[DATA SUPPLIED — start]
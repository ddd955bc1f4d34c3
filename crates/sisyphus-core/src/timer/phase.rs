//! Phase sequencing.
//!
//! Work is followed by a short break, except every `long_break_interval`-th
//! completed work interval, which is followed by a long break. Any break is
//! followed by work. Natural expiry and manual skip both go through
//! [`advance`], so the two paths cannot disagree.

use std::fmt;
use std::str::FromStr;

use serde::{Deserialize, Serialize};

use crate::settings::TimerConfig;

#[derive(Debug, Clone, Copy, PartialEq, Eq, Hash, PartialOrd, Ord, Serialize, Deserialize)]
#[serde(rename_all = "snake_case")]
pub enum Phase {
    #[serde(alias = "pomodoro")]
    Work,
    ShortBreak,
    LongBreak,
}

impl Phase {
    pub const ALL: [Phase; 3] = [Phase::Work, Phase::ShortBreak, Phase::LongBreak];

    pub fn is_break(self) -> bool {
        !matches!(self, Phase::Work)
    }

    pub fn as_str(self) -> &'static str {
        match self {
            Phase::Work => "work",
            Phase::ShortBreak => "short_break",
            Phase::LongBreak => "long_break",
        }
    }

    /// Human-readable label, e.g. for a window title.
    pub fn label(self) -> &'static str {
        match self {
            Phase::Work => "Focus Time",
            Phase::ShortBreak => "Short Break",
            Phase::LongBreak => "Long Break",
        }
    }
}

impl fmt::Display for Phase {
    fn fmt(&self, f: &mut fmt::Formatter<'_>) -> fmt::Result {
        f.write_str(self.as_str())
    }
}

impl FromStr for Phase {
    type Err = String;

    fn from_str(s: &str) -> Result<Self, Self::Err> {
        match s.to_ascii_lowercase().replace('-', "_").as_str() {
            "work" | "pomodoro" | "focus" => Ok(Phase::Work),
            "short_break" | "short" => Ok(Phase::ShortBreak),
            "long_break" | "long" => Ok(Phase::LongBreak),
            other => Err(format!("unknown phase: {other}")),
        }
    }
}

/// Result of finishing a phase.
#[derive(Debug, Clone, Copy, PartialEq, Eq)]
pub struct Transition {
    pub next: Phase,
    pub duration_min: u32,
    /// Work-completion counter after the finished phase is accounted for.
    pub completed_work_count: u32,
}

/// Phase that follows a completed work interval.
///
/// `completed_work_count` is the count *before* this completion.
pub fn next_phase(completed_work_count: u32, config: &TimerConfig) -> (Phase, u32) {
    let new_count = completed_work_count.saturating_add(1);
    let interval = config.long_break_interval.max(1);
    if new_count % interval == 0 {
        (Phase::LongBreak, config.long_break_duration)
    } else {
        (Phase::ShortBreak, config.short_break_duration)
    }
}

/// Compute the transition out of `finished`.
pub fn advance(finished: Phase, completed_work_count: u32, config: &TimerConfig) -> Transition {
    match finished {
        Phase::Work => {
            let (next, duration_min) = next_phase(completed_work_count, config);
            Transition {
                next,
                duration_min,
                completed_work_count: completed_work_count.saturating_add(1),
            }
        }
        Phase::ShortBreak | Phase::LongBreak => Transition {
            next: Phase::Work,
            duration_min: config.work_duration,
            completed_work_count,
        },
    }
}

#[cfg(test)]
mod tests {
    use super::*;

    fn classic() -> TimerConfig {
        TimerConfig {
            work_duration: 25,
            short_break_duration: 5,
            long_break_duration: 15,
            long_break_interval: 4,
            auto_start_breaks: false,
            auto_start_work: false,
        }
    }

    #[test]
    fn fourth_work_interval_earns_long_break() {
        assert_eq!(next_phase(3, &classic()), (Phase::LongBreak, 15));
    }

    #[test]
    fn other_work_intervals_earn_short_break() {
        assert_eq!(next_phase(2, &classic()), (Phase::ShortBreak, 5));
        assert_eq!(next_phase(0, &classic()), (Phase::ShortBreak, 5));
        assert_eq!(next_phase(4, &classic()), (Phase::ShortBreak, 5));
    }

    #[test]
    fn breaks_always_return_to_work() {
        let cfg = classic();
        for finished in [Phase::ShortBreak, Phase::LongBreak] {
            let t = advance(finished, 7, &cfg);
            assert_eq!(t.next, Phase::Work);
            assert_eq!(t.duration_min, 25);
            assert_eq!(t.completed_work_count, 7);
        }
    }

    #[test]
    fn work_completion_increments_counter() {
        let t = advance(Phase::Work, 3, &classic());
        assert_eq!(t.completed_work_count, 4);
        assert_eq!(t.next, Phase::LongBreak);
    }

    #[test]
    fn parses_legacy_and_short_names() {
        assert_eq!("pomodoro".parse::<Phase>().unwrap(), Phase::Work);
        assert_eq!("short-break".parse::<Phase>().unwrap(), Phase::ShortBreak);
        assert_eq!("long".parse::<Phase>().unwrap(), Phase::LongBreak);
        assert!("lunch".parse::<Phase>().is_err());
    }

    #[test]
    fn serde_accepts_legacy_pomodoro_name() {
        let p: Phase = serde_json::from_str("\"pomodoro\"").unwrap();
        assert_eq!(p, Phase::Work);
        assert_eq!(serde_json::to_string(&Phase::ShortBreak).unwrap(), "\"short_break\"");
    }
}
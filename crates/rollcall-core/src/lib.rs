//! rollcall-core — Face-recognition attendance pipeline.
//!
//! Sits between raw per-frame face detections and durable attendance
//! records: matches probe embeddings against the known-face registry,
//! suppresses duplicate prompts and duplicate ledger writes through three
//! differently-scoped caches, and drives learn-on-the-fly registration of
//! unknown faces.
//!
//! Capture, detection/encoding, prompting and rendering are external
//! collaborators, reached only through the traits in [`collaborators`].

pub mod collaborators;
pub mod dedup;
pub mod ledger;
pub mod matcher;
pub mod pipeline;
pub mod registry;
pub mod types;

pub use collaborators::{CaptureError, EncoderError, FaceEncoder, FrameSource, Prompter, Renderer};
pub use dedup::{LogCooldown, PromptSuppression, SessionSeen};
pub use ledger::AttendanceLedger;
pub use matcher::{FirstMatch, Matcher, DEFAULT_TOLERANCE};
pub use pipeline::{Controller, ControlMsg, PipelineConfig, SharedState, Worker};
pub use registry::{Registry, RegistryError};
pub use types::{Detection, Embedding, Frame, Region};
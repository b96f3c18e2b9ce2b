//! V4L2 camera device handling via the `v4l` crate.

use crate::convert;
use rollcall_core::{CaptureError, Frame, FrameSource};
use std::path::Path;
use v4l::buffer::Type as BufType;
use v4l::io::traits::CaptureStream;
use v4l::prelude::*;
use v4l::video::Capture;
use v4l::FourCC;

/// Negotiated pixel format.
#[derive(Debug, Clone, Copy, PartialEq, Eq)]
pub enum PixelFormat {
    /// YUYV 4:2:2 packed, 2 bytes per pixel.
    Yuyv,
    /// Native 8-bit grayscale.
    Grey,
}

/// An open V4L2 capture device. The device is released when the camera
/// drops, which covers every exit path of the worker loop.
pub struct Camera {
    device: Device,
    pub width: u32,
    pub height: u32,
    pub device_path: String,
    pixel_format: PixelFormat,
}

impl Camera {
    /// Open a camera by device path (e.g. "/dev/video0") and negotiate a
    /// YUYV or GREY format at 640x480.
    pub fn open(device_path: &str) -> Result<Self, CaptureError> {
        if !Path::new(device_path).exists() {
            return Err(CaptureError::DeviceNotFound(device_path.to_string()));
        }

        let device = Device::with_path(device_path).map_err(|e| {
            if e.to_string().contains("busy") || e.to_string().contains("EBUSY") {
                CaptureError::DeviceBusy
            } else {
                CaptureError::DeviceNotFound(format!("{device_path}: {e}"))
            }
        })?;

        let caps = device
            .query_caps()
            .map_err(|e| CaptureError::CaptureFailed(format!("query capabilities: {e}")))?;
        if !caps
            .capabilities
            .contains(v4l::capability::Flags::VIDEO_CAPTURE)
        {
            return Err(CaptureError::CaptureFailed(
                "device does not support video capture".into(),
            ));
        }

        let mut fmt = device
            .format()
            .map_err(|e| CaptureError::CaptureFailed(format!("get format: {e}")))?;
        fmt.fourcc = FourCC::new(b"YUYV");
        fmt.width = 640;
        fmt.height = 480;

        let negotiated = device
            .set_format(&fmt)
            .map_err(|e| CaptureError::CaptureFailed(format!("set format: {e}")))?;

        let pixel_format = if negotiated.fourcc == FourCC::new(b"YUYV") {
            PixelFormat::Yuyv
        } else if negotiated.fourcc == FourCC::new(b"GREY") {
            PixelFormat::Grey
        } else {
            return Err(CaptureError::CaptureFailed(format!(
                "unsupported pixel format {:?} (need YUYV or GREY)",
                negotiated.fourcc
            )));
        };

        tracing::info!(
            device = device_path,
            driver = %caps.driver,
            card = %caps.card,
            width = negotiated.width,
            height = negotiated.height,
            format = ?pixel_format,
            "camera opened"
        );

        Ok(Self {
            device,
            width: negotiated.width,
            height: negotiated.height,
            device_path: device_path.to_string(),
            pixel_format,
        })
    }

    fn grab(&mut self) -> Result<Frame, CaptureError> {
        let mut stream = MmapStream::with_buffers(&self.device, BufType::VideoCapture, 4)
            .map_err(|e| CaptureError::CaptureFailed(format!("create mmap stream: {e}")))?;

        let (buf, _meta) = stream
            .next()
            .map_err(|e| CaptureError::CaptureFailed(format!("dequeue buffer: {e}")))?;

        let pixels = (self.width * self.height) as usize;
        let data = match self.pixel_format {
            PixelFormat::Grey => {
                if buf.len() < pixels {
                    return Err(CaptureError::CaptureFailed(format!(
                        "GREY buffer too short: expected {pixels}, got {}",
                        buf.len()
                    )));
                }
                buf[..pixels].to_vec()
            }
            PixelFormat::Yuyv => convert::yuyv_to_grayscale(buf, self.width, self.height)?,
        };

        Ok(Frame {
            data,
            width: self.width,
            height: self.height,
        })
    }
}

impl FrameSource for Camera {
    /// A webcam never signals end-of-stream; read failures surface as
    /// errors and end the capture loop.
    fn read(&mut self) -> Result<Option<Frame>, CaptureError> {
        self.grab().map(Some)
    }
}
[DATA SUPPLIED — finish]
Your response should be made up of the lines in the data that contain the word "advance".

//! [`advance`], so the two paths cannot disagree.
pub fn advance(finished: Phase, completed_work_count: u32, config: &TimerConfig) -> Transition {
            let t = advance(finished, 7, &cfg);
        let t = advance(Phase::Work, 3, &classic());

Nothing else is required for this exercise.